Debo decir, que fue por iniciativa propia el hecho de acercarme hasta una escuela de yoga. Me atendieron con suma cortesía, que yo por una vez correspondí, cosa de la que casi siempre acabo arrepintiéndome.
Me hablaron de unir mi cuerpo, mi respiración y mi mente, para acercarme a mí mismo y sin buscar resultados inmediatos aprender a concentrarme y escuchar mi cuerpo. Tenía que concentrarme para luego relajarme y poder meditar. Algo ambiguo pensé en ese momento.
Yo, que en un principio ya creía que mi cuerpo, mi respiración y mi mente andaban juntos, y muy cerca de mí mismo, eso sí, sin resultados inminentes, decidí darles un voto de confianza y pensé en que no me vendría mal concentrarme para poder escuchar mi cuerpo, o al menos otras partes de mi cuerpo distintas a las que hasta ahora escuchaba sin darles la transcendencia necesaria. Luego ya llegaría la relajación y quizás más tarde la meditación.
Rellené, con su ayuda, un pequeño formulario de admisión y sin más demora me apresté a recibir mi primera clase de yoga, que también, fue la última.

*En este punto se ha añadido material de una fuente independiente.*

//! PC/SC transport implementation

use std::{ffi::CString, fmt, time::Duration};

use bytes::Bytes;
use nexum_se_apdu::{CardTransport, Technology, TechnologyOptions, TransportError};
use pcsc::{Card, Context, Disposition, MAX_BUFFER_SIZE_EXTENDED, Scope};
use tracing::{debug, info};

use crate::{
    config::PcscConfig,
    error::PcscError,
    manager::list_readers,
    reader::select_reader,
};

/// Transport implementation using PC/SC
///
/// The context is established by [`CardTransport::start`] and a card
/// connection is held between a technology request and its cancellation.
pub struct PcscTransport {
    /// PC/SC context
    context: Option<Context>,
    /// Card connection, if established
    card: Option<Card>,
    /// Reader the card was found in
    reader_name: Option<String>,
    /// Configuration
    config: PcscConfig,
    /// Last timeout passed to `set_timeout`, kept for inspection only
    timeout: Option<Duration>,
}

impl fmt::Debug for PcscTransport {
    fn fmt(&self, f: &mut fmt::Formatter<'_>) -> fmt::Result {
        f.debug_struct("PcscTransport")
            .field("started", &self.context.is_some())
            .field("reader_name", &self.reader_name)
            .field("has_card", &self.card.is_some())
            .field("config", &self.config)
            .field("timeout", &self.timeout)
            .finish()
    }
}

impl PcscTransport {
    /// Create a transport that establishes its own context on start
    pub const fn new(config: PcscConfig) -> Self {
        Self {
            context: None,
            card: None,
            reader_name: None,
            config,
            timeout: None,
        }
    }

    pub(crate) const fn with_context(context: Context, config: PcscConfig) -> Self {
        Self {
            context: Some(context),
            card: None,
            reader_name: None,
            config,
            timeout: None,
        }
    }

    /// Name of the connected reader
    pub fn reader_name(&self) -> Option<&str> {
        self.reader_name.as_deref()
    }

    /// Check if the transport is connected to a card
    pub const fn has_card(&self) -> bool {
        self.card.is_some()
    }

    /// Timeout last passed to [`CardTransport::set_timeout`]
    ///
    /// PC/SC transmits block until the reader answers, so the value is only
    /// recorded and never applied. Sessions do not call `set_timeout` on this
    /// transport because [`CardTransport::requires_timeout`] is `false`.
    pub const fn timeout(&self) -> Option<Duration> {
        self.timeout
    }

    /// Get the ATR of the current card
    pub fn atr(&self) -> Result<Vec<u8>, PcscError> {
        self.card.as_ref().map_or_else(
            || Err(PcscError::NoCard(self.reader_name.clone().unwrap_or_default())),
            |card| {
                card.get_attribute_owned(pcsc::Attribute::AtrString)
                    .map_err(Into::into)
            },
        )
    }

    fn connect_card(&mut self) -> Result<(), PcscError> {
        if self.card.is_some() {
            return Ok(());
        }
        let context = self.context.as_ref().ok_or(PcscError::NoContext)?;

        let readers = list_readers(context)?;
        let reader = select_reader(&readers, self.config.reader.as_deref()).ok_or_else(|| {
            match &self.config.reader {
                Some(name) => PcscError::ReaderNotFound(name.clone()),
                None => PcscError::NoCard("No reader with card found".to_string()),
            }
        })?;

        let reader_cstr = CString::new(reader.name())
            .map_err(|_| PcscError::ReaderNotFound(reader.name().to_string()))?;

        let card = match context.connect(
            &reader_cstr,
            self.config.share_mode.into(),
            self.config.protocols,
        ) {
            Ok(card) => card,
            Err(pcsc::Error::NoSmartcard) => {
                return Err(PcscError::NoCard(reader.name().to_string()));
            }
            Err(e) => return Err(e.into()),
        };

        debug!(
            reader = reader.name(),
            atr = %reader.atr().map(hex::encode).unwrap_or_default(),
            "Connected to card"
        );
        self.reader_name = Some(reader.name().to_string());
        self.card = Some(card);
        Ok(())
    }
}

impl CardTransport for PcscTransport {
    fn is_supported(&self) -> bool {
        self.context.is_some() || Context::establish(Scope::User).is_ok()
    }

    fn start(&mut self) -> Result<(), TransportError> {
        if self.context.is_none() {
            let context = Context::establish(Scope::User).map_err(PcscError::from)?;
            self.context = Some(context);
        }
        Ok(())
    }

    fn request_technology(
        &mut self,
        technology: Technology,
        options: &TechnologyOptions,
    ) -> Result<(), TransportError> {
        match technology {
            Technology::IsoDep => {}
            other => return Err(TransportError::UnsupportedTechnology(other.to_string())),
        }

        if let Some(message) = &options.alert_message {
            info!("{message}");
        }
        self.connect_card().map_err(Into::into)
    }

    fn cancel_technology_request(&mut self) -> Result<(), TransportError> {
        self.reader_name = None;
        if let Some(card) = self.card.take() {
            card.disconnect(Disposition::LeaveCard)
                .map_err(|(_, e)| PcscError::from(e))?;
        }
        Ok(())
    }

    fn set_timeout(&mut self, timeout: Duration) -> Result<(), TransportError> {
        debug!(?timeout, "Recording exchange timeout");
        self.timeout = Some(timeout);
        Ok(())
    }

    fn do_transceive(&mut self, command: &[u8]) -> Result<Bytes, TransportError> {
        let card = self.card.as_ref().ok_or(TransportError::NoSession)?;

        let mut response_buffer = vec![0u8; MAX_BUFFER_SIZE_EXTENDED];
        match card.transmit(command, &mut response_buffer) {
            Ok(response) => Ok(Bytes::copy_from_slice(response)),
            Err(e) => {
                // If card was reset or removed, clear our reference
                if matches!(e, pcsc::Error::ResetCard | pcsc::Error::RemovedCard) {
                    self.card = None;
                }
                Err(PcscError::from(e).into())
            }
        }
    }
}

impl Drop for PcscTransport {
    fn drop(&mut self) {
        if let Some(card) = self.card.take() {
            let _ = card.disconnect(Disposition::LeaveCard);
        }
    }
}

La sala era amplia, alegre, luminosa y llena de perturbadores espejos que reproducían eternamente las inquietantes figuras de los bienintencionados discípulos yoguísticos. Yo por un instante me cruce con mi propia imagen dibujada en la pared plateada y en ese momento, vi la luz y comprendí que todo había sido un error, aunque seguí en el empeño.
Como digo, un par de decenas de ínclitos y voluntariosos conversos al ensimismamiento, vestidos para la ocasión, con indumentarias un tanto estrafalarias, deambulábamos por la sala haciendo todo tipo de estiramientos circenses que debían conducir a nuestros cuerpos a la perfecta puesta a punto para iniciar la primera clase de yoga.
Finalmente siguiendo las amables instrucciones de nuestra profesora tomamos asiento repartidos anárquicamente por toda la estancia. Imagino que a vista de pájaro, y dados los atavíos de la mayoría de nosotros, parecería como si Dios hubiera dejado caer un puñado de sugus, a medio abrir y de todos los sabores por la sala. Algunos de ellos un poco masticados y otros llenos de babas.
En fin, el espectáculo debía continuar, y después de algunas armónicas respiraciones para recuperar el resuello tras el esfuerzo, todo comenzó describiendo pequeños círculos con los pies y algunos estiramientos de las piernas para alcanzar la posición de loto, posición que como es lógico suponer nunca llegué a alcanzar.
Intenté cruzar mis piernas, posicionando mi pie izquierdo sobre mi muslo derecho, llevando el talón hasta el ombligo y luego el pie derecho sobre mi muslo izquierdo, al mismo tiempo debía mantener la columna erguida como sí una cuerda tirara de ella desde el techo. Demasiadas instrucciones al mismo tiempo.
En un momento determinado, mientras un sudor frío recorría mi espalda de arriba abajo, un dolor profundo, lacerante e infinito subía desde mis lumbares para encontrarse con ese sudor frío y ambos unidos gritar de dolor y pánico por lo que debía venir a continuación.
Mientras, la amalgama de músculos rígidos, huesos fisurados y tendones a punto del esguince, que, aún, formaban, mi tren inferior, se debatían inútilmente para dar forma a la relajante posición de loto. Para completar la figura mis manos debían descansar sobre mis rodillas, y a partir de ahí, esperar que la energía positiva fluyera por mi espalda, y comenzar a meditar.
La energía no fluyó, al menos de forma positiva, pero sí suficiente para que en un último esfuerzo mi mente dictara las correspondientes órdenes a mi cuerpo, y este abandonara el desesperado intento de convertirme, quizás para siempre, en loto.
Después de recuperarme mínimamente del suceso, reconstruir de forma provisional mi esqueleto y presentar mis escusas a la profesora, que me estuvo observando durante todo el incidente con una ligera mirada de irritación, que fue progresivamente en aumento, pasé por recepción para darme de baja muy a mi pesar y el suyo, supongo.
Y ellos con amabilidad oriental me dijeron si quería recibir algún masaje para contrarrestar el mal rato pasado, a lo que, como es obvio rehusé con gentileza, y con una sonrisa tan amplia como me fue posible, teniendo en cuenta el pinzamiento del nervio ciático que me impedía casi respirar.